(Collected data entries)
====================
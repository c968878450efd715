//! Zero-copy adapters from `ndarray` arrays to [`StridedView`].
//!
//! Dims and strides are passed through directly, so an ndarray input can be
//! fed to [`InterleaveSubarrays`](crate::InterleaveSubarrays) without copying.

use ndarray::{ArrayD, ArrayViewD};

use crate::view::StridedView;
use crate::Result;

/// Compute the min and max element-offset reachable from index [0,0,...,0].
///
/// For non-negative strides the min is 0; for negative strides (reversed views)
/// the min can be negative relative to `as_ptr()`.
fn compute_offset_range(shape: &[usize], strides: &[isize]) -> (isize, isize) {
    let mut min_off: isize = 0;
    let mut max_off: isize = 0;
    for (&d, &s) in shape.iter().zip(strides.iter()) {
        let end = s * (d as isize - 1);
        if end < 0 {
            min_off += end;
        } else {
            max_off += end;
        }
    }
    (min_off, max_off)
}

/// Build a view from an ndarray base pointer, shape and strides.
///
/// # Safety
/// `ptr` must be the address of element `[0, ..., 0]` of a live array with
/// the given shape and strides, valid for reads for `'a`.
unsafe fn raw_to_strided_view<'a, T>(
    ptr: *const T,
    shape: &[usize],
    strides: &[isize],
) -> Result<StridedView<'a, T>> {
    if shape.contains(&0) {
        return StridedView::new(&[], shape, strides, 0);
    }
    let (min_off, max_off) = compute_offset_range(shape, strides);
    let base_ptr = ptr.offset(min_off);
    let data_len = (max_off - min_off + 1) as usize;
    let data = std::slice::from_raw_parts(base_ptr, data_len);
    StridedView::new(data, shape, strides, -min_off)
}

/// Wrap an ndarray `ArrayD<T>` as a `StridedView` (zero-copy).
pub fn array_to_strided_view<T>(arr: &ArrayD<T>) -> Result<StridedView<'_, T>> {
    // SAFETY: the pointer, shape and strides all come from `arr`, which
    // outlives the returned view.
    unsafe { raw_to_strided_view(arr.as_ptr(), arr.shape(), arr.strides()) }
}

/// Wrap an ndarray `ArrayViewD<T>` as a `StridedView` (zero-copy).
pub fn view_to_strided_view<'a, T>(view: &ArrayViewD<'a, T>) -> Result<StridedView<'a, T>> {
    // SAFETY: the view borrows its data for `'a`.
    unsafe { raw_to_strided_view(view.as_ptr(), view.shape(), view.strides()) }
}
====================
■ **About this task**:
Repeat each line above exactly as written.

■ **Result**:
repository c968878450efd715
//! Zero-copy adapters from `ndarray` arrays to [`StridedView`].
//!
//! Dims and strides are passed through directly, so an ndarray input can be
//! fed to [`InterleaveSubarrays`](crate::InterleaveSubarrays) without copying.

use ndarray::{ArrayD, ArrayViewD};

use crate::view::StridedView;
use crate::Result;

/// Compute the min and max element-offset reachable from index [0,0,...,0].
///
/// For non-negative strides the min is 0; for negative strides (reversed views)
/// the min can be negative relative to `as_ptr()`.
fn compute_offset_range(shape: &[usize], strides: &[isize]) -> (isize, isize) {
    let mut min_off: isize = 0;
    let mut max_off: isize = 0;
    for (&d, &s) in shape.iter().zip(strides.iter()) {
        let end = s * (d as isize - 1);
        if end < 0 {
            min_off += end;
        } else {
            max_off += end;
        }
    }
    (min_off, max_off)
}

/// Build a view from an ndarray base pointer, shape and strides.
///
/// # Safety
/// `ptr` must be the address of element `[0, ..., 0]` of a live array with
/// the given shape and strides, valid for reads for `'a`.
unsafe fn raw_to_strided_view<'a, T>(
    ptr: *const T,
    shape: &[usize],
    strides: &[isize],
) -> Result<StridedView<'a, T>> {
    if shape.contains(&0) {
        return StridedView::new(&[], shape, strides, 0);
    }
    let (min_off, max_off) = compute_offset_range(shape, strides);
    let base_ptr = ptr.offset(min_off);
    let data_len = (max_off - min_off + 1) as usize;
    let data = std::slice::from_raw_parts(base_ptr, data_len);
    StridedView::new(data, shape, strides, -min_off)
}

/// Wrap an ndarray `ArrayD<T>` as a `StridedView` (zero-copy).
pub fn array_to_strided_view<T>(arr: &ArrayD<T>) -> Result<StridedView<'_, T>> {
    // SAFETY: the pointer, shape and strides all come from `arr`, which
    // outlives the returned view.
    unsafe { raw_to_strided_view(arr.as_ptr(), arr.shape(), arr.strides()) }
}

/// Wrap an ndarray `ArrayViewD<T>` as a `StridedView` (zero-copy).
pub fn view_to_strided_view<'a, T>(view: &ArrayViewD<'a, T>) -> Result<StridedView<'a, T>> {
    // SAFETY: the view borrows its data for `'a`.
    unsafe { raw_to_strided_view(view.as_ptr(), view.shape(), view.strides()) }
}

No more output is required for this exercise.